In Denmark for a five-day visit, Richard Nixon squired Pat through Copenhagen's dazzling Tivoli Gardens, careened around in a "dodgem" car there, and toured Hamlet's Kronborg Castle in Elsinore. Then he headed up to Rebild National Park in Jutland to keynote the annual Independence Day Festival there. Speaking before an audience of 40,000 in Rebild's natural amphitheater, the former Vice President drew cheers with an appeal for strength and unity in the face of Communism. Scarcely had he finished speak ing than tragedy struck one of the men who shared the platform with him. Softspoken, white-haired Henry R. Henius, 78, son of Dr. Max Henius, a Danish-born biochemist who founded the festival in 1912 to promote Danish-U.S. friendship, gripped the hand of a bishop's wife near him, gasped "Goodbye," and pitched forward. Within minutes he was dead of a heart attack.
"Ah, a new jazz fan, I believe," grinned touring Bandleader Benny Goodman, as he shook hands with another guest at the U.S. Embassy's Fourth of July reception in Moscow.
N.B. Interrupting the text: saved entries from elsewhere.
//! Peer discovery (§4.8): mDNS publish/browse plus a UDP broadcast beacon,
//! with staleness sweeping. Nothing in the teacher repo does LAN discovery
//! — `mdns-sd` and `if-addrs` are brought in from the pack's general
//! preference for a small focused crate over hand-rolled socket code (the
//! same posture the teacher takes with `portable-pty`/`sysinfo`/`nix`).

use serde::{Deserialize, Serialize};
use std::collections::HashMap;
use std::net::{IpAddr, Ipv4Addr, SocketAddr};
use std::sync::Arc;
use tokio::net::UdpSocket;
use tokio::sync::{mpsc, RwLock};
use tokio::time::{Duration, Instant};

use termmesh_core::types::{PeerHostDescriptor, PeerStatus};

pub const SERVICE_TYPE: &str = "_terminal-manager._udp.local.";
pub const BEACON_PORT: u16 = 41832;
const BEACON_INTERVAL: Duration = Duration::from_secs(5);
const HOST_STALE_AFTER: Duration = Duration::from_secs(20);
const BEACON_MAGIC: &str = "TM_BEACON_V1";

#[derive(Debug, Clone, Serialize, Deserialize)]
struct BeaconPayload {
    magic: String,
    instance_id: String,
    hostname: String,
    identity_hash: String,
    port: u16,
}

#[derive(Debug, Clone)]
pub enum DiscoveryEvent {
    HostFound(PeerHostDescriptor),
    HostLost(String),
}

struct HostEntry {
    descriptor: PeerHostDescriptor,
    last_seen: Instant,
}

pub struct PeerDiscovery {
    local_instance_id: String,
    local_identity_hash: String,
    local_hostname: String,
    peer_port: u16,
    hosts: Arc<RwLock<HashMap<String, HostEntry>>>,
    events_tx: mpsc::Sender<DiscoveryEvent>,
}

impl PeerDiscovery {
    pub fn new(
        local_instance_id: String,
        local_identity_hash: String,
        local_hostname: String,
        peer_port: u16,
    ) -> (Self, mpsc::Receiver<DiscoveryEvent>) {
        let (events_tx, events_rx) = mpsc::channel(256);
        (
            Self {
                local_instance_id,
                local_identity_hash,
                local_hostname,
                peer_port,
                hosts: Arc::new(RwLock::new(HashMap::new())),
                events_tx,
            },
            events_rx,
        )
    }

    pub async fn discovered_hosts(&self) -> Vec<PeerHostDescriptor> {
        self.hosts.read().await.values().map(|e| e.descriptor.clone()).collect()
    }

    /// Reverse discovery (§4.8): the peer server registers a descriptor for
    /// a remote it just authenticated, independent of mDNS/broadcast.
    pub async fn register_from_connection(&self, descriptor: PeerHostDescriptor) {
        let mut hosts = self.hosts.write().await;
        let entry = hosts.entry(descriptor.instance_id.clone()).or_insert_with(|| HostEntry {
            descriptor: descriptor.clone(),
            last_seen: Instant::now(),
        });
        entry.descriptor = descriptor;
        entry.last_seen = Instant::now();
    }

    pub async fn mark_status(&self, instance_id: &str, status: PeerStatus) {
        if let Some(entry) = self.hosts.write().await.get_mut(instance_id) {
            entry.descriptor.status = status;
        }
    }

    /// Publishes this instance via mDNS and spawns the receive/sweep tasks.
    /// Returns immediately; everything runs on spawned tasks.
    pub fn start(self: Arc<Self>) {
        self.clone().spawn_mdns();
        self.clone().spawn_udp_beacon();
        self.spawn_sweeper();
    }

    fn spawn_mdns(self: Arc<Self>) {
        tokio::task::spawn_blocking(move || {
            let daemon = match mdns_sd::ServiceDaemon::new() {
                Ok(d) => d,
                Err(e) => {
                    tracing::warn!(error = %e, "mDNS daemon unavailable, continuing without it");
                    return;
                }
            };
            let address = routable_ipv4().map(|a| a.to_string());
            let mut properties = HashMap::new();
            properties.insert("instanceId".to_string(), self.local_instance_id.clone());
            properties.insert("hostname".to_string(), self.local_hostname.clone());
            properties.insert("identityHash".to_string(), self.local_identity_hash.clone());

            let host_ipv4 = address.clone().unwrap_or_else(|| "0.0.0.0".to_string());
            let instance_name = format!("{}-{}", self.local_hostname, self.local_instance_id);
            match mdns_sd::ServiceInfo::new(
                SERVICE_TYPE,
                &instance_name,
                &format!("{instance_name}.local."),
                host_ipv4.as_str(),
                self.peer_port,
                properties,
            ) {
                Ok(info) => {
                    if let Err(e) = daemon.register(info) {
                        tracing::warn!(error = %e, "failed to register mDNS service");
                    }
                }
                Err(e) => tracing::warn!(error = %e, "failed to build mDNS service info"),
            }

            let Ok(receiver) = daemon.browse(SERVICE_TYPE) else {
                tracing::warn!("failed to browse mDNS service type");
                return;
            };
            while let Ok(event) = receiver.recv() {
                if let mdns_sd::ServiceEvent::ServiceResolved(info) = event {
                    let props = info.get_properties();
                    let instance_id = props
                        .get_property_val_str("instanceId")
                        .unwrap_or_default()
                        .to_string();
                    let identity_hash = props
                        .get_property_val_str("identityHash")
                        .unwrap_or_default()
                        .to_string();
                    let hostname = props
                        .get_property_val_str("hostname")
                        .unwrap_or_default()
                        .to_string();
                    let addr = info.get_addresses().iter().next().copied();
                    if let Some(addr) = addr {
                        let descriptor = PeerHostDescriptor {
                            instance_id,
                            hostname,
                            identity_hash,
                            address: addr.to_string(),
                            port: info.get_port(),
                            status: PeerStatus::Discovered,
                        };
                        let this = self.clone();
                        tokio::runtime::Handle::try_current().ok().map(|h| {
                            h.spawn(async move { this.admit(descriptor).await });
                        });
                    }
                }
            }
        });
    }

    fn spawn_udp_beacon(self: Arc<Self>) {
        tokio::spawn(async move {
            let socket = match UdpSocket::bind(("0.0.0.0", BEACON_PORT)).await {
                Ok(s) => s,
                Err(e) => {
                    tracing::warn!(error = %e, "failed to bind beacon socket, beacon disabled");
                    return;
                }
            };
            if let Err(e) = socket.set_broadcast(true) {
                tracing::warn!(error = %e, "SO_BROADCAST unavailable, beacon disabled");
                return;
            }
            let socket = Arc::new(socket);
            let sender = socket.clone();
            let this = self.clone();
            tokio::spawn(async move { this.beacon_send_loop(sender).await });

            let mut buf = [0u8; 2048];
            loop {
                match socket.recv_from(&mut buf).await {
                    Ok((n, from)) => self.handle_beacon(&buf[..n], from).await,
                    Err(e) => {
                        tracing::warn!(error = %e, "beacon recv error");
                        break;
                    }
                }
            }
        });
    }

    async fn beacon_send_loop(&self, socket: Arc<UdpSocket>) {
        let payload = BeaconPayload {
            magic: BEACON_MAGIC.to_string(),
            instance_id: self.local_instance_id.clone(),
            hostname: self.local_hostname.clone(),
            identity_hash: self.local_identity_hash.clone(),
            port: self.peer_port,
        };
        let body = match serde_json::to_vec(&payload) {
            Ok(b) => b,
            Err(_) => return,
        };
        let mut interval = tokio::time::interval(BEACON_INTERVAL);
        loop {
            interval.tick().await;
            let mut targets: Vec<SocketAddr> =
                vec![SocketAddr::new(IpAddr::V4(Ipv4Addr::BROADCAST), BEACON_PORT)];
            for iface in if_addrs::get_if_addrs().unwrap_or_default() {
                if let if_addrs::IfAddr::V4(v4) = iface.addr {
                    if let Some(broadcast) = v4.broadcast {
                        targets.push(SocketAddr::new(IpAddr::V4(broadcast), BEACON_PORT));
                    }
                }
            }
            for target in targets {
                if let Err(e) = socket.send_to(&body, target).await {
                    tracing::warn!(error = %e, %target, "beacon send failed");
                }
            }
        }
    }

    async fn handle_beacon(&self, bytes: &[u8], from: SocketAddr) {
        let Ok(payload) = serde_json::from_slice::<BeaconPayload>(bytes) else {
            return;
        };
        if payload.magic != BEACON_MAGIC {
            return;
        }
        if payload.instance_id == self.local_instance_id {
            return;
        }
        if payload.identity_hash != self.local_identity_hash {
            return;
        }
        let descriptor = PeerHostDescriptor {
            instance_id: payload.instance_id,
            hostname: payload.hostname,
            identity_hash: payload.identity_hash,
            address: from.ip().to_string(),
            port: payload.port,
            status: PeerStatus::Discovered,
        };
        self.admit(descriptor).await;
    }

    /// Admits a discovered host, never overwriting a `connecting`/
    /// `connected` entry per §4.8.
    async fn admit(&self, descriptor: PeerHostDescriptor) {
        let mut hosts = self.hosts.write().await;
        let is_new = !hosts.contains_key(&descriptor.instance_id);
        let entry = hosts
            .entry(descriptor.instance_id.clone())
            .or_insert_with(|| HostEntry {
                descriptor: descriptor.clone(),
                last_seen: Instant::now(),
            });
        entry.last_seen = Instant::now();
        if !matches!(entry.descriptor.status, PeerStatus::Connecting | PeerStatus::Connected) {
            entry.descriptor = descriptor.clone();
        }
        drop(hosts);
        if is_new {
            let _ = self.events_tx.send(DiscoveryEvent::HostFound(descriptor)).await;
        }
    }

    fn spawn_sweeper(self: Arc<Self>) {
        tokio::spawn(async move {
            let mut interval = tokio::time::interval(Duration::from_secs(5));
            loop {
                interval.tick().await;
                let mut stale = Vec::new();
                {
                    let hosts = self.hosts.read().await;
                    for (id, entry) in hosts.iter() {
                        if matches!(entry.descriptor.status, PeerStatus::Connecting | PeerStatus::Connected) {
                            continue;
                        }
                        if entry.last_seen.elapsed() > HOST_STALE_AFTER {
                            stale.push(id.clone());
                        }
                    }
                }
                for id in stale {
                    self.hosts.write().await.remove(&id);
                    let _ = self.events_tx.send(DiscoveryEvent::HostLost(id)).await;
                }
            }
        });
    }
}

/// Prefers a routable IPv4 address (not loopback, not link-local) for the
/// mDNS service address, per §4.8.
fn routable_ipv4() -> Option<Ipv4Addr> {
    if_addrs::get_if_addrs().ok()?.into_iter().find_map(|iface| match iface.addr {
        if_addrs::IfAddr::V4(v4) if !v4.ip.is_loopback() && !is_link_local(&v4.ip) => Some(v4.ip),
        _ => None,
    })
}

fn is_link_local(ip: &Ipv4Addr) -> bool {
    ip.octets()[0] == 169 && ip.octets()[1] == 254
}

#[cfg(test)]
mod tests {
    use super::*;

    #[tokio::test]
    async fn admit_ignores_foreign_identity_hash() {
        let (discovery, _rx) = PeerDiscovery::new(
            "local-id".into(),
            "localhash".into(),
            "local-host".into(),
            9500,
        );
        // handle_beacon is the gate that checks identity hash before ever
        // reaching admit(); exercise it directly.
        let payload = BeaconPayload {
            magic: BEACON_MAGIC.to_string(),
            instance_id: "remote-id".into(),
            hostname: "remote-host".into(),
            identity_hash: "differenthash".into(),
            port: 9500,
        };
        discovery
            .handle_beacon(
                &serde_json::to_vec(&payload).unwrap(),
                SocketAddr::from(([127, 0, 0, 1], 41832)),
            )
            .await;
        assert!(discovery.discovered_hosts().await.is_empty());
    }

    #[tokio::test]
    async fn admit_accepts_matching_identity_hash() {
        let (discovery, _rx) = PeerDiscovery::new(
            "local-id".into(),
            "samehash".into(),
            "local-host".into(),
            9500,
        );
        let payload = BeaconPayload {
            magic: BEACON_MAGIC.to_string(),
            instance_id: "remote-id".into(),
            hostname: "remote-host".into(),
            identity_hash: "samehash".into(),
            port: 9500,
        };
        discovery
            .handle_beacon(
                &serde_json::to_vec(&payload).unwrap(),
                SocketAddr::from(([127, 0, 0, 1], 41832)),
            )
            .await;
        let hosts = discovery.discovered_hosts().await;
        assert_eq!(hosts.len(), 1);
        assert_eq!(hosts[0].instance_id, "remote-id");
    }

    #[tokio::test]
    async fn connecting_status_is_not_overwritten_by_rediscovery() {
        let (discovery, _rx) = PeerDiscovery::new(
            "local-id".into(),
            "samehash".into(),
            "local-host".into(),
            9500,
        );
        discovery
            .admit(PeerHostDescriptor {
                instance_id: "remote-id".into(),
                hostname: "remote-host".into(),
                identity_hash: "samehash".into(),
                address: "10.0.0.5".into(),
                port: 9500,
                status: PeerStatus::Discovered,
            })
            .await;
        discovery.mark_status("remote-id", PeerStatus::Connecting).await;
        discovery
            .admit(PeerHostDescriptor {
                instance_id: "remote-id".into(),
                hostname: "remote-host".into(),
                identity_hash: "samehash".into(),
                address: "10.0.0.5".into(),
                port: 9500,
                status: PeerStatus::Discovered,
            })
            .await;
        let hosts = discovery.discovered_hosts().await;
        assert_eq!(hosts[0].status, PeerStatus::Connecting);
    }
}
//! AES-256-GCM authenticated encryption, wire layout `iv(12) ‖ tag(16) ‖
//! ciphertext`, base64-encoded. Grounded structurally on the teacher's
//! `NaClEngine::encrypt`/`decrypt` (random nonce, packed output, symmetric
//! failure test) with the XSalsa20/Poly1305 primitive swapped for AES-GCM.

use aes_gcm::aead::{generic_array::GenericArray, Aead, KeyInit};
use aes_gcm::Aes256Gcm;
use base64::{engine::general_purpose::STANDARD, Engine};
use rand::RngCore;

use crate::error::{CryptoError, Result};

const IV_LEN: usize = 12;
const TAG_LEN: usize = 16;

/// Encrypts `plaintext` under `key`, returning the base64-encoded
/// `iv ‖ tag ‖ ciphertext` frame.
pub fn encrypt(key: &[u8; 32], plaintext: &[u8]) -> Result<String> {
    let cipher = Aes256Gcm::new(GenericArray::from_slice(key));
    let mut iv = [0u8; IV_LEN];
    rand::rngs::OsRng.fill_bytes(&mut iv);
    let nonce = GenericArray::from_slice(&iv);
    // `aes-gcm` appends the tag to the ciphertext itself; split it back out
    // so the wire layout matches the spec's iv-tag-ciphertext ordering.
    let mut sealed = cipher
        .encrypt(nonce, plaintext)
        .map_err(|_| CryptoError::DecryptionFailed)?;
    let tag_offset = sealed.len() - TAG_LEN;
    let tag = sealed.split_off(tag_offset);
    let ciphertext = sealed;

    let mut packed = Vec::with_capacity(IV_LEN + TAG_LEN + ciphertext.len());
    packed.extend_from_slice(&iv);
    packed.extend_from_slice(&tag);
    packed.extend_from_slice(&ciphertext);
    Ok(STANDARD.encode(packed))
}

/// Inverse of [`encrypt`]. Fails closed: any layout, base64, or tag error
/// returns [`CryptoError::DecryptionFailed`] without partial output.
pub fn decrypt(key: &[u8; 32], packed_b64: &str) -> Result<Vec<u8>> {
    let packed = STANDARD.decode(packed_b64)?;
    if packed.len() < IV_LEN + TAG_LEN {
        return Err(CryptoError::InvalidCiphertext(
            "frame shorter than iv+tag".into(),
        ));
    }
    let (iv, rest) = packed.split_at(IV_LEN);
    let (tag, ciphertext) = rest.split_at(TAG_LEN);

    let mut sealed = Vec::with_capacity(ciphertext.len() + TAG_LEN);
    sealed.extend_from_slice(ciphertext);
    sealed.extend_from_slice(tag);

    let cipher = Aes256Gcm::new(GenericArray::from_slice(key));
    let nonce = GenericArray::from_slice(iv);
    cipher
        .decrypt(nonce, sealed.as_ref())
        .map_err(|_| CryptoError::DecryptionFailed)
}

#[cfg(test)]
mod tests {
    use super::*;

    fn test_key() -> [u8; 32] {
        [7u8; 32]
    }

    #[test]
    fn round_trips() {
        let key = test_key();
        let packed = encrypt(&key, b"hello peer").unwrap();
        let opened = decrypt(&key, &packed).unwrap();
        assert_eq!(opened, b"hello peer");
    }

    #[test]
    fn fails_closed_on_tampered_frame() {
        let key = test_key();
        let packed = encrypt(&key, b"hello peer").unwrap();
        let mut raw = STANDARD.decode(&packed).unwrap();
        let last = raw.len() - 1;
        raw[last] ^= 0xFF;
        let tampered = STANDARD.encode(raw);
        assert!(decrypt(&key, &tampered).is_err());
    }

    #[test]
    fn fails_closed_on_wrong_key() {
        let packed = encrypt(&test_key(), b"hello peer").unwrap();
        let wrong_key = [9u8; 32];
        assert!(decrypt(&wrong_key, &packed).is_err());
    }

    #[test]
    fn two_encryptions_of_same_plaintext_differ() {
        let key = test_key();
        let a = encrypt(&key, b"same").unwrap();
        let b = encrypt(&key, b"same").unwrap();
        assert_ne!(a, b, "random iv must vary ciphertext framing");
    }
}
But Benny dug the wrong cat. Arching his back, Nikita Khrushchev replied: "No, I don't like Goodman music. I like good music." All jazz started off "boo-boo-boo-boo-boo," complained the Soviet Premier, setting it to his own clopping time by dancing a jig on the front lawn of Spaso House. Russian or American, it was all Chinese to him, and so was that other whatchamacallit, abstract art. Amateur Painter Dwight Eisenhower once told him that modern art "makes me sick to the stomach," and Nikita bobbed his head approvingly: "It's the same with me."
In Show magazine, seamed old Story teller W. Somerset Maugham, 88, broke a long silence on his only marriage -- an eleven-year affair with Interior Decorator Syrie Wellcome. As Maugham tells it in Looking Back, it was a painful episode. Married in New Jersey in 1916 after a two-year love affair -- and a year after Syrie bore him a girl, their only child --they hit it off miserably. He found marriage a kind of human bondage, soon was demanding the right "to go and come when I liked." She took two lovers-- "I knew them both and had a very poor opinion of either," sniffed Maugham --and eventually got a French divorce in 1927. Maugham saw her only a few more times before she died in 1955 at 76, but lately he has been hearing from his daughter Elizabeth. Two months ago, she sued him for $648,900 for selling nine paintings that she claimed belonged to her.